The DW_AT_byte_size attribute seems to be used by the TI compiler to store the word size, not the byte size, despite the fact that the Dwarf standard says this (end of section 5.1)

For example, the C type int on a machine that uses 32-bit integers would be represented by a base type entry with a name attribute whose value was ‘‘int,’’ an encoding attribute whose value was DW_ATE_signed and a byte size attribute whose value was 4.

On the C2000, a "long" is a 32-bit integer, but its "byte size" is stored in the DWARF file as 2, not 4. (words rather than bytes) Is this use of DW_AT_byte_size documented somewhere? (If not, it should be added to a new revision of SPRAAB5)

 

  • Also, the section on bit field offsets (Dwarf Std 2.0 Section 5.5.4) mentions that the bit offset field in the DWARF file is the offset from the most significant bit. Therefore "bits 6:2" in a conventional bit numbering sense, would have DW_AT_bit_offset = 9 for a 16-bit variable, and DW_AT_bit_offset = 25 for a 32-bit variable; conventional bit#31 is the leftmost bit of a 32-bit word and therefore would have a DW_AT_bit_offset of 0. So DW_AT_bit_offset = (N-1) - (conventional bit # of most significant bit of the bitfield).

    I can't calculate the conventional bit # unless I can calculate the size of the bit field's base type, in bits, and I can't do that unless I can look up the word size somehow, since the DW_AT_byte_size of types is expressed in words and not in bytes.

    So how do I find out the word size?

    Also is there a way to tell from the file that the .out file is produced by:

    - TI compilers (so I can use the DW_AT_TI_xxx attributes)

    and/or

    - a compiler that records DW_AT_byte_size in # of words, not # of bytes? (I plan to use my DWARF-parsing tool on any executable that contains DWARF info, so if I have another micro with 16-bit words but their compiler uses DW_AT_byte_size measured in # of bytes, then I have a problem deciding whether to decode it as # of bytes or # of words.)
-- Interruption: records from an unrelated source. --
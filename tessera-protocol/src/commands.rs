//! Command codes for the desk-link protocol
//!
//! A flat 8-bit code space shared by all peers. The frame codec never
//! interprets these values; this module is the vocabulary the application
//! layer uses to route completed frames.

// Command codes: acknowledgements
pub const CMD_ACK_SUCCESS: u8 = 0x00;
pub const CMD_ACK_FAILURE: u8 = 0x01;
pub const CMD_ACK_RECEIVED: u8 = 0x02;

// Command codes: card operations
pub const CMD_CARD_CHECK_IN: u8 = 0x10;
pub const CMD_CARD_CHECK_OUT: u8 = 0x11;
pub const CMD_CARD_QUERY: u8 = 0x12;

// Command codes: diagnostics
pub const CMD_HEART_BEAT: u8 = 0x20;

/// Commands carried in the frame command byte
#[derive(Debug, Clone, Copy, PartialEq, Eq)]
#[cfg_attr(feature = "defmt", derive(defmt::Format))]
pub enum Command {
    /// Command received and executed successfully
    AckSuccess,
    /// Command received but execution failed
    AckFailure,
    /// Command received and passed validation
    AckReceived,
    /// Add one card record to the remote display database
    CardCheckIn,
    /// Remove one card record from the remote display database
    CardCheckOut,
    /// Query one card record from the remote display database
    CardQuery,
    /// Link liveness probe
    HeartBeat,
}

impl Command {
    /// Parse a command from its wire format byte
    pub fn from_byte(byte: u8) -> Option<Self> {
        match byte {
            CMD_ACK_SUCCESS => Some(Command::AckSuccess),
            CMD_ACK_FAILURE => Some(Command::AckFailure),
            CMD_ACK_RECEIVED => Some(Command::AckReceived),
            CMD_CARD_CHECK_IN => Some(Command::CardCheckIn),
            CMD_CARD_CHECK_OUT => Some(Command::CardCheckOut),
            CMD_CARD_QUERY => Some(Command::CardQuery),
            CMD_HEART_BEAT => Some(Command::HeartBeat),
            _ => None,
        }
    }

    /// Convert to wire format byte
    pub fn to_byte(self) -> u8 {
        match self {
            Command::AckSuccess => CMD_ACK_SUCCESS,
            Command::AckFailure => CMD_ACK_FAILURE,
            Command::AckReceived => CMD_ACK_RECEIVED,
            Command::CardCheckIn => CMD_CARD_CHECK_IN,
            Command::CardCheckOut => CMD_CARD_CHECK_OUT,
            Command::CardQuery => CMD_CARD_QUERY,
            Command::HeartBeat => CMD_HEART_BEAT,
        }
    }

    /// Returns true if this is an acknowledgement
    pub fn is_ack(&self) -> bool {
        matches!(
            self,
            Command::AckSuccess | Command::AckFailure | Command::AckReceived
        )
    }

    /// Returns true if this is a card database operation
    pub fn is_card_op(&self) -> bool {
        matches!(
            self,
            Command::CardCheckIn | Command::CardCheckOut | Command::CardQuery
        )
    }

    /// Returns true if this is a diagnostic command
    pub fn is_diagnostic(&self) -> bool {
        matches!(self, Command::HeartBeat)
    }
}

impl From<Command> for u8 {
    fn from(command: Command) -> u8 {
        command.to_byte()
    }
}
  • DW_AT_byte_size attributes are not in terms of target words, they are in terms of target bytes.  The C standard specifies that a byte is the minimum addressable unit, which in the case of C2000 is 16 bits.  Thus, DW_AT_byte_size for a 32-bit long is 2, since it is twice as long as a byte.  The term "byte" is commonly used in industry to mean exactly 8 bits (also known as an "octet" for disambiguation), but the C standard doesn't follow that convention, and in this case DWARF follows the C convention.
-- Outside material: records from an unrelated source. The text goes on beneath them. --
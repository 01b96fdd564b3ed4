//! Frame encoding and decoding for the desk-link protocol.
//!
//! Frame format (12 bytes, fixed):
//! - SYNC (3 bytes): 0xA6 repeated three times, marks frame start
//! - ADDRESS (1 byte): destination id in the low nibble, source id in the high
//! - SEQ (1 byte): sender-assigned sequence number, opaque to the codec
//! - CMD (1 byte): command code, opaque to the codec
//! - DESK (1 byte): desk identifier
//! - CARD (1 byte): card/menu identifier
//! - RESERVED (3 bytes): not interpreted, round-trips unchanged
//! - CHECKSUM (1 byte): XOR of the preceding 11 bytes

use heapless::Vec;

use crate::device::DeviceAddress;

/// Frame synchronization byte
pub const SYNC_BYTE: u8 = 0xA6;

/// Number of sync bytes at the start of every frame
pub const SYNC_LEN: usize = 3;

/// Complete frame size in bytes (sync + payload + checksum)
pub const FRAME_SIZE: usize = 12;

/// Errors that can occur during frame encoding or whole-buffer parsing
///
/// The byte-stream decoder never returns these: on the wire, corruption is
/// expected and handled by silent resynchronization instead.
#[derive(Debug, Clone, Copy, PartialEq, Eq)]
#[cfg_attr(feature = "defmt", derive(defmt::Format))]
pub enum FrameError {
    /// Output buffer too small for a complete frame
    BufferTooSmall,
    /// Input buffer shorter than a complete frame
    Truncated,
    /// Buffer does not start with the sync pattern
    InvalidSync,
    /// Checksum mismatch
    InvalidChecksum,
}

/// XOR checksum over a byte sequence
///
/// Both encoder and decoder compute this over all frame bytes except the
/// checksum byte itself.
pub fn xor_checksum(bytes: &[u8]) -> u8 {
    bytes.iter().fold(0, |acc, &byte| acc ^ byte)
}

/// A complete desk-link command frame
///
/// Field values are the in-memory view of the wire record; `reserved` is
/// carried verbatim for forward compatibility.
#[derive(Debug, Clone, Copy, PartialEq, Eq)]
#[cfg_attr(feature = "defmt", derive(defmt::Format))]
pub struct Frame {
    /// Source/destination device ids
    pub address: DeviceAddress,
    /// Sequence number assigned by the sender
    pub seq: u8,
    /// Command code (see [`crate::commands`])
    pub command: u8,
    /// Desk identifier
    pub desk_id: u8,
    /// Card/menu identifier
    pub card_id: u8,
    /// Reserved bytes, not interpreted by the codec
    pub reserved: [u8; 3],
}

impl Frame {
    /// Create a frame with the given address and command, all other fields zero
    pub fn new(address: DeviceAddress, command: u8) -> Self {
        Self {
            address,
            seq: 0,
            command,
            desk_id: 0,
            card_id: 0,
            reserved: [0; 3],
        }
    }

    /// Serialize into the 12-byte wire format
    ///
    /// Writes each field in wire order and stamps the checksum, so the
    /// result is valid by construction.
    pub fn to_wire(&self) -> [u8; FRAME_SIZE] {
        let mut wire = [0u8; FRAME_SIZE];
        wire[..SYNC_LEN].fill(SYNC_BYTE);
        wire[3] = self.address.to_byte();
        wire[4] = self.seq;
        wire[5] = self.command;
        wire[6] = self.desk_id;
        wire[7] = self.card_id;
        wire[8..11].copy_from_slice(&self.reserved);
        wire[11] = xor_checksum(&wire[..FRAME_SIZE - 1]);
        wire
    }

    /// Encode this frame into a byte buffer
    ///
    /// Returns the number of bytes written.
    pub fn encode(&self, buffer: &mut [u8]) -> Result<usize, FrameError> {
        if buffer.len() < FRAME_SIZE {
            return Err(FrameError::BufferTooSmall);
        }

        buffer[..FRAME_SIZE].copy_from_slice(&self.to_wire());
        Ok(FRAME_SIZE)
    }

    /// Validate and decode a complete frame held in a buffer
    ///
    /// For callers that already have a full candidate frame in hand; the
    /// byte-stream path is [`FrameDecoder`].
    pub fn parse(buffer: &[u8]) -> Result<Self, FrameError> {
        if buffer.len() < FRAME_SIZE {
            return Err(FrameError::Truncated);
        }

        let wire = &buffer[..FRAME_SIZE];
        if wire[..SYNC_LEN] != [SYNC_BYTE; SYNC_LEN] {
            return Err(FrameError::InvalidSync);
        }
        if wire[FRAME_SIZE - 1] != xor_checksum(&wire[..FRAME_SIZE - 1]) {
            return Err(FrameError::InvalidChecksum);
        }

        Ok(Self::from_wire(wire))
    }

    /// Build a frame from validated wire bytes
    fn from_wire(wire: &[u8]) -> Self {
        Self {
            address: DeviceAddress::from_byte(wire[3]),
            seq: wire[4],
            command: wire[5],
            desk_id: wire[6],
            card_id: wire[7],
            reserved: [wire[8], wire[9], wire[10]],
        }
    }
}

/// Decoder phases
///
/// Public so transitions can be observed directly in tests and diagnostics.
#[derive(Debug, Clone, Copy, PartialEq, Eq)]
#[cfg_attr(feature = "defmt", derive(defmt::Format))]
pub enum DecodeState {
    /// Hunting for the 3-byte sync run
    SeekingSync,
    /// Sync found, accumulating payload bytes
    AccumulatingPayload,
    /// Payload complete, next byte is the checksum
    AwaitingChecksum,
}

/// Running decoder diagnostics
///
/// Observability only; not part of the decoding contract.
#[derive(Debug, Clone, Copy, PartialEq, Eq, Default)]
#[cfg_attr(feature = "defmt", derive(defmt::Format))]
pub struct DecoderStats {
    /// Sessions discarded before completing a frame
    pub resyncs: u32,
    /// Subset of resyncs caused by a checksum mismatch
    pub checksum_failures: u32,
}

/// State machine for decoding frames from a byte stream
///
/// Feed bytes one at a time as they arrive off the transport; a completed,
/// checksum-valid frame is returned from the call that consumed its last
/// byte. Any unexpected byte or checksum mismatch silently discards the
/// session and resumes hunting for sync, so the decoder recovers alignment
/// from any position in a well-formed future frame.
///
/// One decoder instance serves exactly one byte stream.
#[derive(Debug, Clone)]
pub struct FrameDecoder {
    state: DecodeState,
    buffer: Vec<u8, FRAME_SIZE>,
    checksum: u8,
    stats: DecoderStats,
}

impl Default for FrameDecoder {
    fn default() -> Self {
        Self::new()
    }
}

impl FrameDecoder {
    /// Create a new decoder, ready to hunt for sync
    pub fn new() -> Self {
        Self {
            state: DecodeState::SeekingSync,
            buffer: Vec::new(),
            checksum: 0,
            stats: DecoderStats::default(),
        }
    }

    /// Feed a single byte to the decoder
    ///
    /// Returns `Some(frame)` when this byte completed a checksum-valid
    /// frame, `None` when more bytes are needed. After a completed frame
    /// the decoder is re-armed, so the next byte begins a fresh sync hunt.
    pub fn feed(&mut self, byte: u8) -> Option<Frame> {
        match self.state {
            DecodeState::SeekingSync => {
                if byte == SYNC_BYTE {
                    self.accumulate(byte);
                    if self.buffer.len() == SYNC_LEN {
                        self.state = DecodeState::AccumulatingPayload;
                    }
                } else if !self.buffer.is_empty() {
                    // No partial-overlap recovery: a stray byte after one or
                    // two sync bytes throws the whole run away.
                    self.resync();
                }
                None
            }
            DecodeState::AccumulatingPayload => {
                self.accumulate(byte);
                if self.buffer.len() == FRAME_SIZE - 1 {
                    self.state = DecodeState::AwaitingChecksum;
                }
                None
            }
            DecodeState::AwaitingChecksum => {
                // The checksum byte is stored but not folded into the
                // accumulator.
                let _ = self.buffer.push(byte);
                if byte == self.checksum {
                    let frame = Frame::from_wire(&self.buffer);
                    self.restart();
                    Some(frame)
                } else {
                    self.stats.checksum_failures += 1;
                    self.resync();
                    None
                }
            }
        }
    }

    /// Feed a chunk of bytes, stopping at the first completed frame
    ///
    /// Bytes after a completed frame are not consumed.
    pub fn feed_bytes(&mut self, bytes: &[u8]) -> Option<Frame> {
        for &byte in bytes {
            if let Some(frame) = self.feed(byte) {
                return Some(frame);
            }
        }
        None
    }

    /// Discard any in-progress session and return to sync hunting
    ///
    /// Safe at any point; this is the only cancellation the decoder has.
    pub fn reset(&mut self) {
        self.restart();
    }

    /// Current decoder phase
    pub fn state(&self) -> DecodeState {
        self.state
    }

    /// Diagnostics counters for this stream
    pub fn stats(&self) -> DecoderStats {
        self.stats
    }

    /// Store a byte and fold it into the running checksum
    fn accumulate(&mut self, byte: u8) {
        // Cannot overflow: every state hands off before the buffer fills
        let _ = self.buffer.push(byte);
        self.checksum ^= byte;
    }

    /// Clear session state without touching the counters
    fn restart(&mut self) {
        self.state = DecodeState::SeekingSync;
        self.buffer.clear();
        self.checksum = 0;
    }

    /// Discard progress and count the lost session
    fn resync(&mut self) {
        self.stats.resyncs += 1;
        self.restart();
    }
}
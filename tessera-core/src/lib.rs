//! Board-agnostic link logic for the Tessera desk units
//!
//! This crate contains the pieces around the wire protocol that do not
//! depend on specific hardware:
//!
//! - Receive pump and frame dispatch seam
//! - Software timer pool for ack/retry deadlines
//!
//! The serial driver itself and the application command handlers live with
//! the firmware; this crate only defines the seams they plug into.

#![cfg_attr(not(test), no_std)]
#![deny(unsafe_code)]

pub mod link;
pub mod timer;

pub use link::{FrameSink, LinkReceiver};
pub use timer::{TimerError, TimerHandle, TimerPool, TimerStatus};
//! Desk-Link Command Protocol
//!
//! This crate defines the point-to-point binary command protocol spoken
//! between the desk peers - the remote display unit, the RF bridge and the
//! card reader - over a byte-oriented serial link. The protocol is designed
//! for simplicity, low latency, and robustness against line noise.
//!
//! # Protocol Overview
//!
//! Every command travels in a fixed-size 12-byte frame:
//! ```text
//! ┌──────────────┬──────┬─────┬─────┬──────┬──────┬──────────┬──────────┐
//! │ SYNC         │ ADDR │ SEQ │ CMD │ DESK │ CARD │ RESERVED │ CHECKSUM │
//! │ 3B (0xA6 ×3) │ 1B   │ 1B  │ 1B  │ 1B   │ 1B   │ 3B       │ 1B       │
//! └──────────────┴──────┴─────┴─────┴──────┴──────┴──────────┴──────────┘
//! ```
//!
//! There is no length field and no escaping; frame boundaries are recovered
//! from the sync pattern alone, confirmed by the XOR checksum. A receiver
//! that loses alignment discards its progress and hunts for the next sync
//! run, so a single corrupted byte costs at most one frame.

#![cfg_attr(not(any(feature = "std", test)), no_std)]
#![deny(unsafe_code)]

pub mod commands;
pub mod device;
pub mod frame;

pub use commands::Command;
pub use device::{DeviceAddress, DeviceKind};
pub use frame::{
    DecodeState, DecoderStats, Frame, FrameDecoder, FrameError, FRAME_SIZE, SYNC_BYTE, SYNC_LEN,
};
    I don't think the number of bits in a target byte is recorded in the DWARF information.  I think this is just something you have to know about the target a priori, or look in limits.h

  • Archaeologist said:
    DW_AT_byte_size attributes are not in terms of target words, they are in terms of target bytes.  The C standard specifies that a byte is the minimum addressable unit, which in the case of C2000 is 16 bits.  Thus, DW_AT_byte_size for a 32-bit long is 2, since it is twice as long as a byte.  The term "byte" is commonly used in industry to mean exactly 8 bits (also known as an "octet" for disambiguation), but the C standard doesn't follow that convention, and in this case DWARF follows the C convention.
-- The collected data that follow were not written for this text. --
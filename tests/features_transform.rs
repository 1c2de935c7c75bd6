use nhlproj::{
    assert_schema_compatible, build_feature_schema, build_goalie_features, build_skater_features,
    build_team_features, normalize_team_code, parse_game_date, read_csv_from, write_parquet,
    FeatureBuild, FeatureError, RollingConfig, Table, FEATURE_SCHEMA_VERSION,
};

const TEAM_GAMES: &str = "\
gameId,gameDate,season,team,situation,goalsFor,goalsAgainst
6,2023-10-20,2023,BOS,all,99,3
3,2023-10-14,2023,BOS,all,6,3
1,2023-10-10,2023,BOS,all,2,3
1,2023-10-10,2023,BOS,5on5,1,1
2,2023-10-12,2023,BOS,all,4,3
5,2023-10-18,2023,BOS,all,10,3
4,2023-10-16,2023,BOS,all,8,3
2,2023-10-12,2023,NJ,all,1,4
7,2023-10-15,2023,NJ,all,3,2
";

fn table(csv: &str) -> Table {
    read_csv_from(csv.as_bytes()).expect("csv should parse")
}

fn team_build(csv: &str) -> FeatureBuild {
    build_team_features(&table(csv), &RollingConfig::default()).expect("team features build")
}

fn floats(build: &FeatureBuild, column: &str) -> Vec<Option<f64>> {
    let column = build
        .table
        .column(column)
        .unwrap_or_else(|| panic!("missing column {column}"));
    (0..column.len()).map(|row| column.f64_at(row)).collect()
}

fn texts(build: &FeatureBuild, column: &str) -> Vec<Option<String>> {
    let column = build
        .table
        .column(column)
        .unwrap_or_else(|| panic!("missing column {column}"));
    (0..column.len()).map(|row| column.text_at(row)).collect()
}

#[test]
fn rows_are_sorted_by_team_then_date_and_filtered_to_all_situation() {
    let build = team_build(TEAM_GAMES);
    assert_eq!(build.report.input_rows, 9);
    assert_eq!(build.report.situation_rows_dropped, 1);
    assert_eq!(build.table.num_rows(), 8);

    let teams = texts(&build, "team");
    assert_eq!(teams[..6], vec![Some("BOS".to_string()); 6][..]);
    assert_eq!(teams[6..], vec![Some("NJD".to_string()); 2][..]);

    let dates = texts(&build, "gameDate");
    assert_eq!(dates[0].as_deref(), Some("2023-10-10"));
    assert_eq!(dates[5].as_deref(), Some("2023-10-20"));
}

#[test]
fn first_appearance_has_null_features_and_window_uses_prior_games_only() {
    let build = team_build(TEAM_GAMES);
    let gf5 = floats(&build, "team_5_goalsFor");

    assert_eq!(gf5[0], None);
    assert_eq!(gf5[1], Some(2.0));
    assert_eq!(gf5[2], Some(3.0));
    // Five prior BOS games: 2, 4, 6, 8, 10.
    assert_eq!(gf5[5], Some(6.0));
    assert_eq!(gf5[6], None);
    assert_eq!(gf5[7], Some(1.0));
}

#[test]
fn current_game_outcome_never_reaches_its_own_features() {
    let baseline = team_build(TEAM_GAMES);
    let altered = team_build(&TEAM_GAMES.replace(
        "6,2023-10-20,2023,BOS,all,99,3",
        "6,2023-10-20,2023,BOS,all,0,3",
    ));

    for column in baseline.schema.column_names() {
        assert_eq!(
            floats(&baseline, column),
            floats(&altered, column),
            "{column} changed when only the last game's outcome changed"
        );
    }
}

#[test]
fn constant_history_yields_constant_means_for_every_window() {
    let build = team_build(TEAM_GAMES);
    for window in [5, 10, 20] {
        let values = floats(&build, &format!("team_{window}_goalsAgainst"));
        assert_eq!(values[0], None);
        assert!(values[1..6].iter().all(|v| *v == Some(3.0)));
    }
}

#[test]
fn rest_days_are_rolled_from_the_previous_gap() {
    let build = team_build(TEAM_GAMES);
    let rest5 = floats(&build, "team_5_days_since_prev_game");
    assert_eq!(rest5[0], None);
    assert_eq!(rest5[1], None);
    assert_eq!(rest5[2], Some(2.0));
    assert_eq!(rest5[7], None);
}

#[test]
fn repeated_builds_are_byte_identical_on_disk() {
    let first = team_build(TEAM_GAMES);
    let second = team_build(TEAM_GAMES);
    assert_eq!(first.table, second.table);
    assert_eq!(first.schema, second.schema);

    let dir = tempfile::tempdir().expect("tempdir");
    let a = dir.path().join("a/team_features.parquet");
    let b = dir.path().join("b/team_features.parquet");
    write_parquet(&a, &first.table).expect("write first");
    write_parquet(&b, &second.table).expect("write second");
    assert_eq!(
        std::fs::read(&a).expect("read first"),
        std::fs::read(&b).expect("read second")
    );
}

#[test]
fn schema_fingerprint_is_stable_and_guards_window_changes() {
    let cfg = RollingConfig::default();
    let columns = vec!["goalsFor".to_string(), "goalsAgainst".to_string()];
    let schema = build_feature_schema("team_", &columns, &cfg);
    assert_eq!(schema.version, FEATURE_SCHEMA_VERSION);
    assert_eq!(schema.columns[0].name, "team_5_goalsFor");
    assert_eq!(schema.columns[5].name, "team_20_goalsAgainst");
    assert_eq!(schema.fingerprint.len(), 64);
    assert_schema_compatible(FEATURE_SCHEMA_VERSION, &schema.fingerprint, &schema)
        .expect("same schema is compatible");

    let narrower = RollingConfig {
        windows: vec![5, 10],
        ..RollingConfig::default()
    };
    let other = build_feature_schema("team_", &columns, &narrower);
    let err = assert_schema_compatible(FEATURE_SCHEMA_VERSION, &schema.fingerprint, &other)
        .expect_err("different windows change the fingerprint");
    assert!(matches!(err, FeatureError::SchemaFingerprintMismatch { .. }));
}

#[test]
fn skater_rates_guard_zero_ice_time() {
    let csv = "\
gameId,gameDate,season,team,playerId,situation,icetime,goals
1,2023-10-10,2023,LA,8478,all,0,1
2,2023-10-12,2023,LA,8478,all,1200,1
3,2023-10-14,2023,LA,8478,all,1200,2
";
    let build = build_skater_features(&table(csv), &RollingConfig::default())
        .expect("skater features build");
    assert_eq!(texts(&build, "team")[0].as_deref(), Some("LAK"));
    assert_eq!(texts(&build, "playerId")[0].as_deref(), Some("8478"));

    let goals = floats(&build, "sk_5_goals_per60");
    assert_eq!(goals, vec![None, None, Some(3.0)]);
    let toi = floats(&build, "sk_5_icetime_min");
    assert_eq!(toi, vec![None, Some(0.0), Some(10.0)]);
}

fn assert_close(actual: &[Option<f64>], expected: &[Option<f64>]) {
    assert_eq!(actual.len(), expected.len());
    for (a, e) in actual.iter().zip(expected) {
        match (a, e) {
            (Some(a), Some(e)) => assert!((a - e).abs() < 1e-9, "{actual:?} vs {expected:?}"),
            _ => assert_eq!(a, e, "{actual:?} vs {expected:?}"),
        }
    }
}

#[test]
fn goalie_save_pct_is_rolled_from_prior_games() {
    let csv = "\
gameId,gameDate,season,playerTeam,player_id,situation,goalsAgainst,sa,icetime
3,2023-10-14,2023,BOS,8471,all,1,20,3600
1,2023-10-10,2023,BOS,8471,all,2,30,3600
1,2023-10-10,2023,BOS,8471,5on5,1,12,2400
2,2023-10-12,2023,BOS,8471,all,3,0,3600
4,2023-10-16,2023,BOS,8471,all,0,25,3600
";
    let build = build_goalie_features(&table(csv), &RollingConfig::default())
        .expect("goalie features build");
    assert_eq!(build.table.num_rows(), 4);
    assert!(!build.table.has_column("player_id"));
    assert_eq!(texts(&build, "playerId"), vec![Some("8471".to_string()); 4]);
    assert_eq!(texts(&build, "team")[0].as_deref(), Some("BOS"));

    // Per-game save_pct: 1 - 2/30, null (no shots against), 1 - 1/20, 1.
    let first = 1.0 - 2.0 / 30.0;
    assert_close(
        &floats(&build, "go_5_save_pct"),
        &[None, Some(first), Some(first), Some((first + 0.95) / 2.0)],
    );
    assert_close(
        &floats(&build, "go_5_goalsAgainst"),
        &[None, Some(2.0), Some(2.5), Some(2.0)],
    );
    assert_close(
        &floats(&build, "go_5_sa"),
        &[None, Some(30.0), Some(15.0), Some(50.0 / 3.0)],
    );
    assert_close(
        &floats(&build, "go_10_icetime_min"),
        &[None, Some(60.0), Some(60.0), Some(60.0)],
    );
}

#[test]
fn provider_aliases_resolve_in_priority_order() {
    let csv = "\
game_id,date,playerTeam,situation,gf,goalsFor
1,20231010,NJ,all,9,2
2,20231012,NJ,all,9,4
";
    let build = team_build(csv);
    assert!(build.table.has_column("team_5_goalsFor"));
    assert!(!build.table.has_column("team_5_gf"));
    assert_eq!(floats(&build, "team_5_goalsFor"), vec![None, Some(2.0)]);
    assert_eq!(texts(&build, "team")[0].as_deref(), Some("NJD"));
    assert_eq!(texts(&build, "gameDate")[1].as_deref(), Some("2023-10-12"));
}

#[test]
fn team_codes_and_dates_normalize() {
    assert_eq!(normalize_team_code(" LA "), "LAK");
    assert_eq!(normalize_team_code("NJ"), "NJD");
    assert_eq!(normalize_team_code("BOS"), "BOS");

    let expected = chrono::NaiveDate::from_ymd_opt(2023, 10, 10);
    assert_eq!(parse_game_date("20231010"), expected);
    assert_eq!(parse_game_date("2023-10-10"), expected);
    assert_eq!(parse_game_date("2023-10-10T19:00:00Z"), expected);
    assert_eq!(parse_game_date("not a date"), None);
    assert_eq!(parse_game_date(""), None);
}
pub fn build_skater_features(
    raw: &Table,
    cfg: &RollingConfig,
) -> Result<FeatureBuild, FeatureError> {
    let mut table = raw.clone();
    let mut report = FeatureBuildReport {
        input_rows: raw.num_rows(),
        ..FeatureBuildReport::default()
    };
    report.duplicate_columns_dropped = normalize_game_table(&mut table, "skater")?.dropped;
    let player = require_column(&table, "skater", "playerId", &PLAYER_ID_ALIASES)?;
    require_column(&table, "skater", "icetime", &ICE_TIME_ALIASES)?;
    coerce_integer_column(&mut table, player)?;
    let toi = ensure_minutes(&mut table)?.unwrap_or(ICE_TIME_MINUTES);

    let mut table =
        situation_and_rows(table, &["gameId", "team", player], "skater", &mut report)?;

    let toi_values = table
        .column(toi)
        .map(|c| c.to_numeric())
        .unwrap_or_default();
    let mut value_columns = vec![toi.to_string()];
    for count in SKATER_COUNT_COLUMNS {
        let Some(values) = table.column(count).map(|c| c.to_numeric()) else {
            continue;
        };
        let name = format!("{count}_per60");
        table.set_column(Column::float(name.clone(), per60(&values, &toi_values)))?;
        value_columns.push(name);
    }

    let spec = RollingSpec {
        group_keys: vec!["team".to_string(), player.to_string()],
        order_column: "gameDate".to_string(),
        value_columns,
        prefix: EntityKind::Skater.feature_prefix().to_string(),
    };
    finish_build(EntityKind::Skater, &table, &spec, cfg, Some(player), report)
}

pub fn build_goalie_features(
    raw: &Table,
    cfg: &RollingConfig,
) -> Result<FeatureBuild, FeatureError> {
    let mut table = raw.clone();
    let mut report = FeatureBuildReport {
        input_rows: raw.num_rows(),
        ..FeatureBuildReport::default()
    };
    report.duplicate_columns_dropped = normalize_game_table(&mut table, "goalie")?.dropped;
    let player = require_column(&table, "goalie", "playerId", &PLAYER_ID_ALIASES)?;
    coerce_integer_column(&mut table, player)?;
    let toi = ensure_minutes(&mut table)?;

    let mut table =
        situation_and_rows(table, &["gameId", "team", player], "goalie", &mut report)?;

    let ga = first_present(&table, &GOALIE_GOALS_AGAINST_ALIASES);
    let sa = first_present(&table, &GOALIE_SHOTS_AGAINST_ALIASES);
    let sv = first_present(&table, &GOALIE_SAVES_ALIASES);

    let save_pct = match (ga, sa) {
        (Some(ga), Some(sa)) => {
            let goals = table.column(ga).map(|c| c.to_numeric()).unwrap_or_default();
            let shots = table.column(sa).map(|c| c.to_numeric()).unwrap_or_default();
            goals
                .iter()
                .zip(&shots)
                .map(|(g, s)| match (g, s) {
                    (Some(g), Some(s)) if *s != 0.0 => Some(1.0 - g / s),
                    _ => None,
                })
                .collect()
        }
        _ => vec![None; table.num_rows()],
    };
    table.set_column(Column::float(SAVE_PCT_COLUMN, save_pct))?;

    let value_columns = [ga, sa, sv, Some(SAVE_PCT_COLUMN), toi]
        .into_iter()
        .flatten()
        .map(str::to_string)
        .collect::<Vec<_>>();

    let spec = RollingSpec {
        group_keys: vec!["team".to_string(), player.to_string()],
        order_column: "gameDate".to_string(),
        value_columns,
        prefix: EntityKind::Goalie.feature_prefix().to_string(),
    };
    finish_build(EntityKind::Goalie, &table, &spec, cfg, Some(player), report)
}

fn situation_and_rows(
    table: Table,
    keys: &[&str],
    label: &str,
    report: &mut FeatureBuildReport,
) -> Result<Table, TableError> {
    let filtered = retain_situation_all(&table)?;
    report.situation_rows_dropped = table.num_rows() - filtered.num_rows();
    let (deduped, removed) = dedup_rows(&filtered, keys, label)?;
    report.duplicate_rows_dropped = removed;
    Ok(deduped)
}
    I don't think the number of bits in a target byte is recorded in the DWARF information.  I think this is just something you have to know about the target a priori, or look in limits.h

    Thanks, but that's a pretty disappointing answer. There's some real inconsistency on this subject in TI's literature:

    I am looking at the datasheet (SPRS439G) and product folder for the TMS320F2823x/2833x and the product folder for the 28335 says RAM: 68KB, Flash: 512KB, On-Chip Memory F28335/F28235: 256K x 16 Flash, 34K x 16 SARAM. The data sheet on p. 13 lists the memory size in 16-bit words. The only uses I find in the datasheet for the term "byte" are as follows:

    • in reference to the eCAN module, e.g. p. 88 where the mailbox RAM and eCAN memory both state they have 512 bytes, and on p. 89 each of the 512-byte RAM blocks take up an address length of 256 memory locations (512 bytes from address 6000h - 60ffh, and another 512 bytes from address 6100-61ffh), with each mailbox consisting of 16 bytes spread over 8 memory locations (e.g. 61E8h - 61EFh).
    • in the SCI section (p. 92) and SPI section (p. 96) it talks about the lower byte (bits 7-0) and upper byte (bits 15-8).

    In the compiler documentation (SPRU514C), it says on p.82:

    Note: TMS320C28x Byte is 16 Bits
    By ANSI/ISO C definition, the sizeof operator yields the number of bytes required to store an
    object. ANSI/ISO further stipulates that when sizeof is applied to char, the result is 1. Since
    the TMS320C28x char is 16 bits (to make it separately addressable), a byte is also 16 bits.
    This yields results you may not expect; for example, size of (int) = = 1 (not 2). TMS320C28x
    bytes and words are equivalent (16 bits). To access data in increments of 8 bits, use the
    __byte() and __mov_byte() intrinsics described in Section 7.4.4.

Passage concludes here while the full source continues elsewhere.